# The input
Segment Open
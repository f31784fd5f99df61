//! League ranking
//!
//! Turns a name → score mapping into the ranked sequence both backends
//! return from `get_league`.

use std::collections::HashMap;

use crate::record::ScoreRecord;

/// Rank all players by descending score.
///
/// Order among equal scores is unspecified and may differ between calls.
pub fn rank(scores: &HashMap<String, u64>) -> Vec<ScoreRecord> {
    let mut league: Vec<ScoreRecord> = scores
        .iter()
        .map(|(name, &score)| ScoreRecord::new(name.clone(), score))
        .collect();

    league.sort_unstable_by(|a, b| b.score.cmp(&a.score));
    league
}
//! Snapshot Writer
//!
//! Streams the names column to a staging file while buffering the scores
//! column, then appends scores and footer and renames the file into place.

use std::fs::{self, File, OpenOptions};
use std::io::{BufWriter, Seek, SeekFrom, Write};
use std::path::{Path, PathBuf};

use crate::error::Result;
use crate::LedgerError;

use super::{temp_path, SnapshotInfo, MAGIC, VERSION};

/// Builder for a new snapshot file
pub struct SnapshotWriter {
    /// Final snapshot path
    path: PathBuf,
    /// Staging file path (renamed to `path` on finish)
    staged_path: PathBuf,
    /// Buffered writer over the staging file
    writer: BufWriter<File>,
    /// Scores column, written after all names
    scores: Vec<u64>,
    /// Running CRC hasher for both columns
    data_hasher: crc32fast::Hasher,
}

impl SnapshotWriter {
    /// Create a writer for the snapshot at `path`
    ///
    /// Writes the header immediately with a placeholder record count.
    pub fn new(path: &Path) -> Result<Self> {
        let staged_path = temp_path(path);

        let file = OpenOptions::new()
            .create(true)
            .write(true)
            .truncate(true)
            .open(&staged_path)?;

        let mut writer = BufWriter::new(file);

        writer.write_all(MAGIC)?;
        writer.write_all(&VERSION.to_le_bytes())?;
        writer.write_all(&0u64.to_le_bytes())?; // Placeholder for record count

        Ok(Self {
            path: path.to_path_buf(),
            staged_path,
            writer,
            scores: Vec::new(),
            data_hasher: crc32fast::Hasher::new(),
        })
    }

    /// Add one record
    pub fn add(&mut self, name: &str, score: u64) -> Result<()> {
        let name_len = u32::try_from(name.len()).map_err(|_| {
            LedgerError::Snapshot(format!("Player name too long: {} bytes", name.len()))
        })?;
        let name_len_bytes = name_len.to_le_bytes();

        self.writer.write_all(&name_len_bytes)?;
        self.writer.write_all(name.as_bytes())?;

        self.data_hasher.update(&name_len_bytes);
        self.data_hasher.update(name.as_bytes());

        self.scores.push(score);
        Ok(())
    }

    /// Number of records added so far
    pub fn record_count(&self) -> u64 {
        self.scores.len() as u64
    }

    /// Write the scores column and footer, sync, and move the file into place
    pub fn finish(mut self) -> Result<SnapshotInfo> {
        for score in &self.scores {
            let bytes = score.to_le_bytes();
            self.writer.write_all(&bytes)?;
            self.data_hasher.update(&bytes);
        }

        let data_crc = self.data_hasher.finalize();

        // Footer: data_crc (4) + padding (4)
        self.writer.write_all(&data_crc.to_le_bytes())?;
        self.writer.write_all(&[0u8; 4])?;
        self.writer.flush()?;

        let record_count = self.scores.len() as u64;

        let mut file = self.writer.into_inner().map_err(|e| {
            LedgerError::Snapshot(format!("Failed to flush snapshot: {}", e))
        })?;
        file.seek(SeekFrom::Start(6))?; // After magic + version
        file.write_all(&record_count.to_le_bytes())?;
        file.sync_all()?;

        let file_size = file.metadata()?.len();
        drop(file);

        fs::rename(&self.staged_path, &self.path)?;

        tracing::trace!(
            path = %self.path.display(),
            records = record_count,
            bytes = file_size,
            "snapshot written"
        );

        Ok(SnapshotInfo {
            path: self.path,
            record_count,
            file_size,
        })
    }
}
Segment Closed
Segment Open
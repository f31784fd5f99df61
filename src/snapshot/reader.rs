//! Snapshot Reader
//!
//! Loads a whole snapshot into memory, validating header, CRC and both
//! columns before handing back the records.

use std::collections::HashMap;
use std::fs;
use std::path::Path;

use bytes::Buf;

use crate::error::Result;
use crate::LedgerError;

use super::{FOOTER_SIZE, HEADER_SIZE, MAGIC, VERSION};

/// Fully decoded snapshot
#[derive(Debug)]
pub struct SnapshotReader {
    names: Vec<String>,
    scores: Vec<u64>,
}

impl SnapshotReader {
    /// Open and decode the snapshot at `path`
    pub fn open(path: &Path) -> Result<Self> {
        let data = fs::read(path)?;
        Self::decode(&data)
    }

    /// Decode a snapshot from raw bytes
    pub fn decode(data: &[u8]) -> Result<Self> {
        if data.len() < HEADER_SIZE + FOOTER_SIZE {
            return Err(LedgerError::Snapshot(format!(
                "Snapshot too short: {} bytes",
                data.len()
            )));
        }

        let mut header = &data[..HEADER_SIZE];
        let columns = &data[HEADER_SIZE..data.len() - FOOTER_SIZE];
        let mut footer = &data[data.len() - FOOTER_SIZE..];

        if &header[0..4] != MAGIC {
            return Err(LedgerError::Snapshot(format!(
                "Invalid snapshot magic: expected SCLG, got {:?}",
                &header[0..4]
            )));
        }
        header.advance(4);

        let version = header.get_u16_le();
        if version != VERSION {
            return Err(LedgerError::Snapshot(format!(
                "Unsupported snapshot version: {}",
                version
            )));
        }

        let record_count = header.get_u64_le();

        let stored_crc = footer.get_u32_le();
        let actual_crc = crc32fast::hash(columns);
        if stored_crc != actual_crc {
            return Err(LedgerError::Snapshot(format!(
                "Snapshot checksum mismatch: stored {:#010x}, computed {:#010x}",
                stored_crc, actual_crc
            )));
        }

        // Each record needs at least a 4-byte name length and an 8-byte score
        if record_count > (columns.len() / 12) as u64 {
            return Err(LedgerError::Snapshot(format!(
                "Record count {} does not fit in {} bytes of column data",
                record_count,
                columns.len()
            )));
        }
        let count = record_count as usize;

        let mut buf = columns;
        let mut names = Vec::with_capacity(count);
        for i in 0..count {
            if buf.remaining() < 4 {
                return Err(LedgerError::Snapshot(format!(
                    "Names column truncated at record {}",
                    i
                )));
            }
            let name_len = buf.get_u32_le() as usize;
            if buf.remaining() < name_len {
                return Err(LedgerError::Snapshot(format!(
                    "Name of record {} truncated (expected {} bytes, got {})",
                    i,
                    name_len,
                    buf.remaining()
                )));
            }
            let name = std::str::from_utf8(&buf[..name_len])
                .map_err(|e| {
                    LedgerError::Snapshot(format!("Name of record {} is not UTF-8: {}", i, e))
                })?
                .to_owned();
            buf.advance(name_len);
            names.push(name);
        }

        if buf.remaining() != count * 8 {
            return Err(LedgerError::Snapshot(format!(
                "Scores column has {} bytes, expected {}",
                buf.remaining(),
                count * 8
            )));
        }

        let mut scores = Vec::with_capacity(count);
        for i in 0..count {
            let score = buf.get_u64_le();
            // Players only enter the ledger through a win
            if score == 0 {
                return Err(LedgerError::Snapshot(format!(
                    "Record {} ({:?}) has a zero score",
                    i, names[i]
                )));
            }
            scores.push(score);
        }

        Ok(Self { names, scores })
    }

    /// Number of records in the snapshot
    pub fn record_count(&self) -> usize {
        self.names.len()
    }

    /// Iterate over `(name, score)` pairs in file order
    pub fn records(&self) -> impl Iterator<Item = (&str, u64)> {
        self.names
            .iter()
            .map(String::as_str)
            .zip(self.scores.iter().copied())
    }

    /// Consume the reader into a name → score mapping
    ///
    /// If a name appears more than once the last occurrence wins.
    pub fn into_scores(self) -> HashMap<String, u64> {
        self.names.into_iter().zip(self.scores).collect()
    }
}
Segment Closed
# Task description
Find the word "super" in the entries, and copy every line it shows up in.

# Exercise result
use super::{temp_path, SnapshotInfo, MAGIC, VERSION};
use super::{FOOTER_SIZE, HEADER_SIZE, MAGIC, VERSION};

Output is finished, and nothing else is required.